Nel rilevare, pertanto, che, alla luce delle considerazioni che precedono, la pubblicazione dei predetti dati personali, riferiti ad oltre trecento partecipanti alla predetta procedura, risulta essere stata effettuata da marzo a XX in assenza di un’idonea base giuridica e in modo non conforme ai principi di “liceità, correttezza e trasparenza”, in violazione degli artt. 5, par.1, lett. a), e 6, par. 1, lett. c) ed e) del Regolamento e art. 2-ter del Codice, si fa presente quanto segue con riferimento al trattamento posto in essere da Formez PA nel caso di specie, in qualità di responsabile del trattamento ai sensi dell’art. 28 del Regolamento, nell’interesse e per conto del Ministero, titolare del trattamento.
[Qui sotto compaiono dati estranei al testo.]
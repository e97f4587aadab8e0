pub mod agent;
pub mod persona;
pub mod planner;

pub use agent::{Agent, CompletionProvider};
pub use persona::{persona_for, AgentPersona, PersonaVariant};
pub use planner::{PlanStage, TravelPlanner};
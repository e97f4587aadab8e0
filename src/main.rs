#[tokio::main]
async fn main() -> anyhow::Result<()> {
    trip_agent_rs::cli::run().await
}
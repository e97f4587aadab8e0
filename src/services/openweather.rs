use async_trait::async_trait;
use chrono::{DateTime, FixedOffset, Utc};
use reqwest::Client;
use serde::de::DeserializeOwned;
use serde::Deserialize;
use std::time::Duration;

use crate::config::DEFAULT_OPENWEATHER_BASE_URL;
use crate::services::openai_client::http_client;
use crate::error::{PlannerError, Result};
use crate::tools::weather::{Coordinates, CurrentConditions, ForecastPoint, WeatherProvider};

/// OpenWeatherMap geocoding, current weather and 5-day/3-hour forecast
#[derive(Debug, Clone)]
pub struct OpenWeatherClient {
    api_key: String,
    base_url: String,
    lang: String,
    client: Client,
}

#[derive(Debug, Deserialize)]
struct GeoEntry {
    lat: f64,
    lon: f64,
}

#[derive(Debug, Deserialize)]
struct MainBlock {
    temp: f64,
    feels_like: f64,
    humidity: u32,
}

#[derive(Debug, Deserialize)]
struct ConditionBlock {
    description: String,
}

#[derive(Debug, Default, Deserialize)]
struct WindBlock {
    #[serde(default)]
    speed: f64,
}

#[derive(Debug, Deserialize)]
struct CurrentResponse {
    main: MainBlock,
    #[serde(default)]
    weather: Vec<ConditionBlock>,
    #[serde(default)]
    wind: WindBlock,
}

#[derive(Debug, Deserialize)]
struct ForecastEntry {
    dt: i64,
    main: MainBlock,
    #[serde(default)]
    weather: Vec<ConditionBlock>,
}

#[derive(Debug, Default, Deserialize)]
struct CityBlock {
    /// Offset from UTC in seconds
    #[serde(default)]
    timezone: i32,
}

#[derive(Debug, Deserialize)]
struct ForecastResponse {
    list: Vec<ForecastEntry>,
    #[serde(default)]
    city: CityBlock,
}

fn first_description(conditions: &[ConditionBlock]) -> String {
    conditions
        .first()
        .map(|condition| condition.description.clone())
        .unwrap_or_default()
}

impl OpenWeatherClient {
    pub fn new(api_key: impl Into<String>, timeout: Option<Duration>) -> Result<Self> {
        Ok(Self {
            api_key: api_key.into(),
            base_url: DEFAULT_OPENWEATHER_BASE_URL.to_string(),
            lang: "en".to_string(),
            client: http_client(timeout)?,
        })
    }

    pub fn with_base_url(mut self, base_url: impl Into<String>) -> Self {
        self.base_url = base_url.into();
        self
    }

    pub fn with_lang(mut self, lang: impl Into<String>) -> Self {
        self.lang = lang.into();
        self
    }

    async fn get_json<T: DeserializeOwned>(
        &self,
        path: &str,
        params: &[(&str, String)],
    ) -> Result<T> {
        let url = format!("{}{}", self.base_url.trim_end_matches('/'), path);
        let response = self
            .client
            .get(&url)
            .query(params)
            .query(&[("appid", self.api_key.as_str())])
            .send()
            .await?;

        let status = response.status();
        if !status.is_success() {
            return Err(PlannerError::Api {
                status: status.as_u16(),
                message: response.text().await.unwrap_or_default(),
            });
        }

        Ok(response.json().await?)
    }

    fn weather_params(&self, coordinates: Coordinates) -> Vec<(&'static str, String)> {
        vec![
            ("lat", coordinates.lat.to_string()),
            ("lon", coordinates.lon.to_string()),
            ("units", "metric".to_string()),
            ("lang", self.lang.clone()),
        ]
    }
}

#[async_trait]
impl WeatherProvider for OpenWeatherClient {
    async fn geocode(&self, place: &str) -> Result<Option<Coordinates>> {
        let entries: Vec<GeoEntry> = self
            .get_json(
                "/geo/1.0/direct",
                &[("q", place.to_string()), ("limit", "1".to_string())],
            )
            .await?;

        Ok(entries.first().map(|entry| Coordinates {
            lat: entry.lat,
            lon: entry.lon,
        }))
    }

    async fn current(&self, coordinates: Coordinates) -> Result<CurrentConditions> {
        let body: CurrentResponse = self
            .get_json("/data/2.5/weather", &self.weather_params(coordinates))
            .await?;

        Ok(CurrentConditions {
            temperature: body.main.temp,
            feels_like: body.main.feels_like,
            humidity: body.main.humidity,
            description: first_description(&body.weather),
            wind_speed: body.wind.speed,
        })
    }

    async fn forecast(&self, coordinates: Coordinates) -> Result<Vec<ForecastPoint>> {
        let body: ForecastResponse = self
            .get_json("/data/2.5/forecast", &self.weather_params(coordinates))
            .await?;

        let offset = FixedOffset::east_opt(body.city.timezone).ok_or_else(|| {
            PlannerError::InvalidResponse(format!(
                "forecast timezone offset out of range: {}",
                body.city.timezone
            ))
        })?;

        body.list
            .into_iter()
            .map(|entry| {
                let timestamp = DateTime::<Utc>::from_timestamp(entry.dt, 0).ok_or_else(|| {
                    PlannerError::InvalidResponse(format!("forecast timestamp out of range: {}", entry.dt))
                })?;
                Ok(ForecastPoint {
                    timestamp: timestamp.with_timezone(&offset),
                    temperature: entry.main.temp,
                    feels_like: entry.main.feels_like,
                    humidity: entry.main.humidity,
                    description: first_description(&entry.weather),
                })
            })
            .collect()
    }
}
Restano, in tale quadro, impregiudicate le valutazioni in ordine alle specifiche responsabilità imputabili al Ministero medesimo nell’ambito della vicenda in esame, nei cui confronti è stato – come detto - avviato autonomo e separato procedimento.

In termini generali, sebbene sul titolare del trattamento, che determina le finalità e le modalità del trattamento dei dati, ricada una “responsabilità generale” per i trattamenti posti in essere (v. art. 5, par. 2, cd. “accountability”, e 24 del Regolamento), anche quando questi siano effettuati da altri soggetti “per suo conto” (cons. 81, artt. 4, punto 8), e 28 del Regolamento), il Regolamento ha disciplinato gli obblighi e le altre forme di cooperazione cui è tenuto il responsabile del trattamento e l’ambito delle relative responsabilità (v. artt. 28, 30, 32, 33, par. 2, 82 e 83 del Regolamento).
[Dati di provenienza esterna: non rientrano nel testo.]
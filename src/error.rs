use crate::types::plan::Domain;
use thiserror::Error;

/// Main error type for the planner
#[derive(Error, Debug)]
pub enum PlannerError {
    #[error("Configuration error: {0}")]
    Config(String),

    #[error("Invalid trip request: {0}")]
    InvalidRequest(String),

    #[error("HTTP request failed: {0}")]
    Http(#[from] reqwest::Error),

    #[error("HTTP {status} error: {message}")]
    Api { status: u16, message: String },

    #[error("Rate limit exceeded: retry after {retry_after}s")]
    RateLimit { retry_after: u64 },

    #[error("Invalid response: {0}")]
    InvalidResponse(String),

    #[error("Serialization error: {0}")]
    Serialization(#[from] serde_json::Error),

    #[error("I/O error: {0}")]
    Io(#[from] std::io::Error),

    #[error("{domain} step failed: {source}")]
    StepFailed {
        domain: Domain,
        #[source]
        source: Box<PlannerError>,
    },
}

/// Result type alias
pub type Result<T> = std::result::Result<T, PlannerError>;

impl PlannerError {
    /// Wrap a model-invocation failure with the domain it happened in
    pub fn step_failed(domain: Domain, source: PlannerError) -> Self {
        PlannerError::StepFailed {
            domain,
            source: Box::new(source),
        }
    }

    /// Get the error code for structured responses
    pub fn error_code(&self) -> &'static str {
        match self {
            PlannerError::Config(_) => "CONFIG_ERROR",
            PlannerError::InvalidRequest(_) => "INVALID_REQUEST",
            PlannerError::Http(_) => "HTTP_ERROR",
            PlannerError::Api { .. } => "API_ERROR",
            PlannerError::RateLimit { .. } => "RATE_LIMIT_ERROR",
            PlannerError::InvalidResponse(_) => "INVALID_RESPONSE",
            PlannerError::Serialization(_) => "SERIALIZATION_ERROR",
            PlannerError::Io(_) => "IO_ERROR",
            PlannerError::StepFailed { .. } => "STEP_FAILED",
        }
    }

    /// The domain whose model call failed, if this is a step failure
    pub fn failed_domain(&self) -> Option<Domain> {
        match self {
            PlannerError::StepFailed { domain, .. } => Some(*domain),
            _ => None,
        }
    }

    /// Convert to a structured error payload
    pub fn to_error_payload(&self) -> serde_json::Value {
        serde_json::json!({
            "error": {
                "code": self.error_code(),
                "message": self.to_string(),
            }
        })
    }
}

#[cfg(test)]
mod tests {
    use super::*;

    #[test]
    fn test_step_failed_keeps_domain_and_source() {
        let err = PlannerError::step_failed(
            Domain::Hotel,
            PlannerError::Api {
                status: 401,
                message: "invalid api key".to_string(),
            },
        );

        assert_eq!(err.error_code(), "STEP_FAILED");
        assert_eq!(err.failed_domain(), Some(Domain::Hotel));
        assert!(err.to_string().contains("hotel"));
        assert!(err.to_string().contains("invalid api key"));
    }

    #[test]
    fn test_error_payload() {
        let err = PlannerError::InvalidRequest("destination is required".to_string());
        let payload = err.to_error_payload();
        assert_eq!(payload["error"]["code"], "INVALID_REQUEST");
        assert!(payload["error"]["message"]
            .as_str()
            .unwrap()
            .contains("destination"));
    }
}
In particolare, il rapporto tra titolare e responsabile è regolato da un contratto o da altro atto giuridico, stipulato per iscritto che, oltre a vincolare reciprocamente le due figure, prevede, in dettaglio, quale sia la materia disciplinata, la durata, la natura e le finalità del trattamento, il tipo di dati personali e le categorie di interessati, gli obblighi e i diritti del titolare e del responsabile.

In tale quadro, il responsabile del trattamento è legittimato a trattare i dati degli interessati “soltanto su istruzione documentata del titolare” (art. 28, par. 3, lett. a), del Regolamento), dovendo peraltro mettere “a disposizione del titolare del trattamento tutte le informazioni necessarie per dimostrare il rispetto degli obblighi” e contribuire alle “attività di revisione comprese le ispezioni” realizzate dal titolare del trattamento (art. 28, par. 3, lett. h), del Regolamento). Al responsabile del trattamento è altresì richiesto di “informa[re] immediatamente il titolare del trattamento qualora, a suo parere, un'istruzione violi il presente regolamento o altre disposizioni, nazionali o dell'Unione, relative alla protezione dei dati” (art. 28, par. 3, ult. prop., del Regolamento; cfr. anche, al riguardo, Linee guida 07/2020 sui concetti di titolare del trattamento di responsabile del trattamento ai sensi del GDPR” del Comitato europeo per la protezione dei dati del 7 luglio 2021, spec. par. 146 e ss.).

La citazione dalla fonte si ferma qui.